YOUR GOAL:
Copy out every record precisely.

┌──

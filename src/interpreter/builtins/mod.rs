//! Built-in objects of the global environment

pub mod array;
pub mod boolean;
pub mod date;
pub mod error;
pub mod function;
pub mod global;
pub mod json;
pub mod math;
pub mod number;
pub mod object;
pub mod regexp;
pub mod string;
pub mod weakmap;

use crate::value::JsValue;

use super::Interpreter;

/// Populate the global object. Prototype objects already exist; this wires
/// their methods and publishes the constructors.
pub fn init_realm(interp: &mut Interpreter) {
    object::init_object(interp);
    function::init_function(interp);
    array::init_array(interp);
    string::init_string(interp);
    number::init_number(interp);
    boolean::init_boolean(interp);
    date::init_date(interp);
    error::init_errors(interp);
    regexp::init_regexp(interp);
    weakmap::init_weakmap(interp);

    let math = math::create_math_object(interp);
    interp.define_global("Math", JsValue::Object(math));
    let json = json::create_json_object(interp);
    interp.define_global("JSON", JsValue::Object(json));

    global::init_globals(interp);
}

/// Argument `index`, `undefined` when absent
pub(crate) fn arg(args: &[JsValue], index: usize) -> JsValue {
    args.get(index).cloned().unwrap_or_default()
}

└──

ANSWER SPACE:
filename src/interpreter/builtins/mod.rs
//! Built-in objects of the global environment

pub mod array;
pub mod boolean;
pub mod date;
pub mod error;
pub mod function;
pub mod global;
pub mod json;
pub mod math;
pub mod number;
pub mod object;
pub mod regexp;
pub mod string;
pub mod weakmap;

use crate::value::JsValue;

use super::Interpreter;

/// Populate the global object. Prototype objects already exist; this wires
/// their methods and publishes the constructors.
pub fn init_realm(interp: &mut Interpreter) {
    object::init_object(interp);
    function::init_function(interp);
    array::init_array(interp);
    string::init_string(interp);
    number::init_number(interp);
    boolean::init_boolean(interp);
    date::init_date(interp);
    error::init_errors(interp);
    regexp::init_regexp(interp);
    weakmap::init_weakmap(interp);

    let math = math::create_math_object(interp);
    interp.define_global("Math", JsValue::Object(math));
    let json = json::create_json_object(interp);
    interp.define_global("JSON", JsValue::Object(json));

    global::init_globals(interp);
}

/// Argument `index`, `undefined` when absent
pub(crate) fn arg(args: &[JsValue], index: usize) -> JsValue {
    args.get(index).cloned().unwrap_or_default()
}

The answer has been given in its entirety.